(Collected data)
┌──

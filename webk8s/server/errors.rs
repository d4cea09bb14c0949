use axum::Json;
use axum::http::StatusCode;
use axum::response::{IntoResponse, Response};
use serde::Serialize;
use tracing::{debug, warn};
use webk8s_kube::ClusterError;

/// Possible errors from handling API requests.
#[derive(thiserror::Error, Debug)]
pub enum ApiError {
    /// Single required query parameter is missing or empty.
    #[error("{0} parameter is required")]
    MissingParameter(&'static str),

    /// Some of the required query parameters are missing or empty.
    #[error("{0} parameters are required")]
    MissingParameters(&'static str),

    /// Object name contains forbidden characters.
    #[error("invalid {0} name")]
    InvalidName(&'static str),

    /// Cluster request failed or was rejected.
    #[error(transparent)]
    Cluster(#[from] ClusterError),
}

impl ApiError {
    /// Returns HTTP status code for the error.
    pub fn status_code(&self) -> StatusCode {
        match self {
            ApiError::Cluster(error) if !error.is_input_error() => StatusCode::INTERNAL_SERVER_ERROR,
            _ => StatusCode::BAD_REQUEST,
        }
    }
}

#[derive(Serialize)]
struct ErrorBody {
    error: String,
}

impl IntoResponse for ApiError {
    fn into_response(self) -> Response {
        let status = self.status_code();
        if status.is_client_error() {
            debug!("request rejected: {}", self);
        } else {
            warn!("request failed: {}", self);
        }

        (status, Json(ErrorBody { error: self.to_string() })).into_response()
    }
}
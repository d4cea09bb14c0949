use std::net::Ipv4Addr;

use super::*;

#[test]
fn command_line_overrides_config_test() {
    let args = Args::parse_from([
        "webk8s",
        "--address",
        "127.0.0.1",
        "--port",
        "9090",
        "--context",
        "kind-dev",
        "--insecure",
    ]);
    let mut config = Config::default();

    args.apply(&mut config);
    let options = args.client_options(&config);

    assert_eq!(IpAddr::V4(Ipv4Addr::LOCALHOST), config.server.address);
    assert_eq!(9090, config.server.port);
    assert!(config.cluster.insecure);
    assert_eq!(Some("kind-dev"), options.context.as_deref());
    assert!(options.allow_insecure);
}

#[test]
fn config_values_are_kept_when_not_overridden_test() {
    let args = Args::parse_from(["webk8s", "--assets", "/srv/ui"]);
    let mut config = Config::parse("server:\n  port: 7000\ncluster:\n  insecure: true\n").unwrap();

    args.apply(&mut config);

    assert_eq!(PathBuf::from("/srv/ui"), config.server.assets);
    assert!(config.cluster.insecure);
    if std::env::var_os("PORT").is_none() {
        assert_eq!(7000, config.server.port);
    }
}
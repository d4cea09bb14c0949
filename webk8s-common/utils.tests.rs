use super::*;

#[test]
fn normalize_line_endings_test() {
    assert_eq!("a\nb\n", normalize_line_endings("a\r\nb\r\n"));
    assert_eq!("a\nb\nc", normalize_line_endings("a\rb\r\nc"));
    assert_eq!("a\n\nb", normalize_line_endings("a\r\rb"));
    assert!(matches!(normalize_line_endings("plain\n"), Cow::Borrowed("plain\n")));
}

#[test]
fn drain_text_keeps_unfinished_character_test() {
    let euro = "€".as_bytes();
    let mut buffer = b"price: ".to_vec();
    buffer.extend_from_slice(&euro[..2]);

    assert_eq!("price: ", drain_text(&mut buffer, false));
    assert_eq!(&euro[..2], buffer.as_slice());

    buffer.extend_from_slice(&euro[2..]);
    buffer.extend_from_slice(b"5\n");

    assert_eq!("€5\n", drain_text(&mut buffer, false));
    assert!(buffer.is_empty());
}

#[test]
fn drain_text_keeps_trailing_carriage_return_test() {
    let mut buffer = b"line\r".to_vec();
    assert_eq!("line", drain_text(&mut buffer, false));
    assert_eq!(b"\r", buffer.as_slice());

    buffer.extend_from_slice(b"\nnext");
    assert_eq!("\nnext", drain_text(&mut buffer, false));
}

#[test]
fn drain_text_final_flush_test() {
    let mut buffer = vec![b'a', 0xE2, 0x82];
    assert_eq!("a", drain_text(&mut buffer, false));
    assert_eq!("\u{FFFD}", drain_text(&mut buffer, true));
    assert!(buffer.is_empty());

    assert_eq!("", drain_text(&mut buffer, true));
}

└──

The answer must be every entry, reproduced exactly.

### OUTPUT BELOW:
filename webk8s/server/errors.rs
repository d4cea09bb14c0949
use axum::Json;
use axum::http::StatusCode;
use axum::response::{IntoResponse, Response};
use serde::Serialize;
use tracing::{debug, warn};
use webk8s_kube::ClusterError;

/// Possible errors from handling API requests.
#[derive(thiserror::Error, Debug)]
pub enum ApiError {
    /// Single required query parameter is missing or empty.
    #[error("{0} parameter is required")]
    MissingParameter(&'static str),

    /// Some of the required query parameters are missing or empty.
    #[error("{0} parameters are required")]
    MissingParameters(&'static str),

    /// Object name contains forbidden characters.
    #[error("invalid {0} name")]
    InvalidName(&'static str),

    /// Cluster request failed or was rejected.
    #[error(transparent)]
    Cluster(#[from] ClusterError),
}

impl ApiError {
    /// Returns HTTP status code for the error.
    pub fn status_code(&self) -> StatusCode {
        match self {
            ApiError::Cluster(error) if !error.is_input_error() => StatusCode::INTERNAL_SERVER_ERROR,
            _ => StatusCode::BAD_REQUEST,
        }
    }
}

#[derive(Serialize)]
struct ErrorBody {
    error: String,
}

impl IntoResponse for ApiError {
    fn into_response(self) -> Response {
        let status = self.status_code();
        if status.is_client_error() {
            debug!("request rejected: {}", self);
        } else {
            warn!("request failed: {}", self);
        }

        (status, Json(ErrorBody { error: self.to_string() })).into_response()
    }
}
repository d4cea09bb14c0949
use std::net::Ipv4Addr;

use super::*;

#[test]
fn command_line_overrides_config_test() {
    let args = Args::parse_from([
        "webk8s",
        "--address",
        "127.0.0.1",
        "--port",
        "9090",
        "--context",
        "kind-dev",
        "--insecure",
    ]);
    let mut config = Config::default();

    args.apply(&mut config);
    let options = args.client_options(&config);

    assert_eq!(IpAddr::V4(Ipv4Addr::LOCALHOST), config.server.address);
    assert_eq!(9090, config.server.port);
    assert!(config.cluster.insecure);
    assert_eq!(Some("kind-dev"), options.context.as_deref());
    assert!(options.allow_insecure);
}

#[test]
fn config_values_are_kept_when_not_overridden_test() {
    let args = Args::parse_from(["webk8s", "--assets", "/srv/ui"]);
    let mut config = Config::parse("server:\n  port: 7000\ncluster:\n  insecure: true\n").unwrap();

    args.apply(&mut config);

    assert_eq!(PathBuf::from("/srv/ui"), config.server.assets);
    assert!(config.cluster.insecure);
    if std::env::var_os("PORT").is_none() {
        assert_eq!(7000, config.server.port);
    }
}
repository d4cea09bb14c0949
filename webk8s-common/utils.tests.rs
use super::*;

#[test]
fn normalize_line_endings_test() {
    assert_eq!("a\nb\n", normalize_line_endings("a\r\nb\r\n"));
    assert_eq!("a\nb\nc", normalize_line_endings("a\rb\r\nc"));
    assert_eq!("a\n\nb", normalize_line_endings("a\r\rb"));
    assert!(matches!(normalize_line_endings("plain\n"), Cow::Borrowed("plain\n")));
}

#[test]
fn drain_text_keeps_unfinished_character_test() {
    let euro = "€".as_bytes();
    let mut buffer = b"price: ".to_vec();
    buffer.extend_from_slice(&euro[..2]);

    assert_eq!("price: ", drain_text(&mut buffer, false));
    assert_eq!(&euro[..2], buffer.as_slice());

    buffer.extend_from_slice(&euro[2..]);
    buffer.extend_from_slice(b"5\n");

    assert_eq!("€5\n", drain_text(&mut buffer, false));
    assert!(buffer.is_empty());
}

#[test]
fn drain_text_keeps_trailing_carriage_return_test() {
    let mut buffer = b"line\r".to_vec();
    assert_eq!("line", drain_text(&mut buffer, false));
    assert_eq!(b"\r", buffer.as_slice());

    buffer.extend_from_slice(b"\nnext");
    assert_eq!("\nnext", drain_text(&mut buffer, false));
}

#[test]
fn drain_text_final_flush_test() {
    let mut buffer = vec![b'a', 0xE2, 0x82];
    assert_eq!("a", drain_text(&mut buffer, false));
    assert_eq!("\u{FFFD}", drain_text(&mut buffer, true));
    assert!(buffer.is_empty());

    assert_eq!("", drain_text(&mut buffer, true));
}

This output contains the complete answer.